Stored data

####################

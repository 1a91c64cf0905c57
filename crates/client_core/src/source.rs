//! Retrieval boundary: where the table's records come from.

use std::time::Duration;

use async_trait::async_trait;
use reqwest::Client;
use shared::domain::User;
use tokio::sync::Mutex;
use tracing::{debug, info};
use url::Url;

use crate::{error::FetchError, settings::ClientSettings};

/// A read-only fetch of the whole user collection. The response is taken
/// atomically: either every record or an error.
#[async_trait]
pub trait UserSource: Send + Sync {
    async fn fetch_users(&self) -> Result<Vec<User>, FetchError>;
}

pub struct MissingUserSource;

#[async_trait]
impl UserSource for MissingUserSource {
    async fn fetch_users(&self) -> Result<Vec<User>, FetchError> {
        Err(FetchError::Unavailable)
    }
}

/// `GET <users_url>` returning a JSON array of users.
pub struct HttpUserSource {
    http: Client,
    users_url: Url,
}

impl HttpUserSource {
    pub fn new(users_url: Url) -> Self {
        Self {
            http: Client::new(),
            users_url,
        }
    }

    pub fn with_timeout(users_url: Url, timeout: Duration) -> Result<Self, FetchError> {
        let http = Client::builder().timeout(timeout).build()?;
        Ok(Self { http, users_url })
    }

    pub fn from_settings(settings: &ClientSettings) -> anyhow::Result<Self> {
        let users_url = settings.users_url()?;
        match settings.request_timeout() {
            Some(timeout) => Ok(Self::with_timeout(users_url, timeout)?),
            None => Ok(Self::new(users_url)),
        }
    }

    pub fn users_url(&self) -> &Url {
        &self.users_url
    }
}

#[async_trait]
impl UserSource for HttpUserSource {
    async fn fetch_users(&self) -> Result<Vec<User>, FetchError> {
        debug!(url = %self.users_url, "requesting user directory");
        let users: Vec<User> = self
            .http
            .get(self.users_url.clone())
            .send()
            .await?
            .error_for_status()?
            .json()
            .await?;
        info!(url = %self.users_url, count = users.len(), "fetched user directory");
        Ok(users)
    }
}

/// In-memory source that answers once with a fixed outcome.
///
/// Later calls fail, which makes an accidental second fetch visible.
pub struct StaticUserSource {
    outcome: Mutex<Option<Result<Vec<User>, FetchError>>>,
}

impl StaticUserSource {
    pub fn ok(users: Vec<User>) -> Self {
        Self {
            outcome: Mutex::new(Some(Ok(users))),
        }
    }

    pub fn failing(message: impl Into<String>) -> Self {
        Self {
            outcome: Mutex::new(Some(Err(FetchError::message(message)))),
        }
    }
}

#[async_trait]
impl UserSource for StaticUserSource {
    async fn fetch_users(&self) -> Result<Vec<User>, FetchError> {
        self.outcome
            .lock()
            .await
            .take()
            .unwrap_or_else(|| Err(FetchError::message("user source already consumed")))
    }
}

#[cfg(test)]
#[path = "tests/source_tests.rs"]
mod tests;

####################

**Task statement:** Find the lines that mention "outcome" in the entries and show them.

**Completed task:**
/// In-memory source that answers once with a fixed outcome.
    outcome: Mutex<Option<Result<Vec<User>, FetchError>>>,
            outcome: Mutex::new(Some(Ok(users))),
            outcome: Mutex::new(Some(Err(FetchError::message(message)))),
        self.outcome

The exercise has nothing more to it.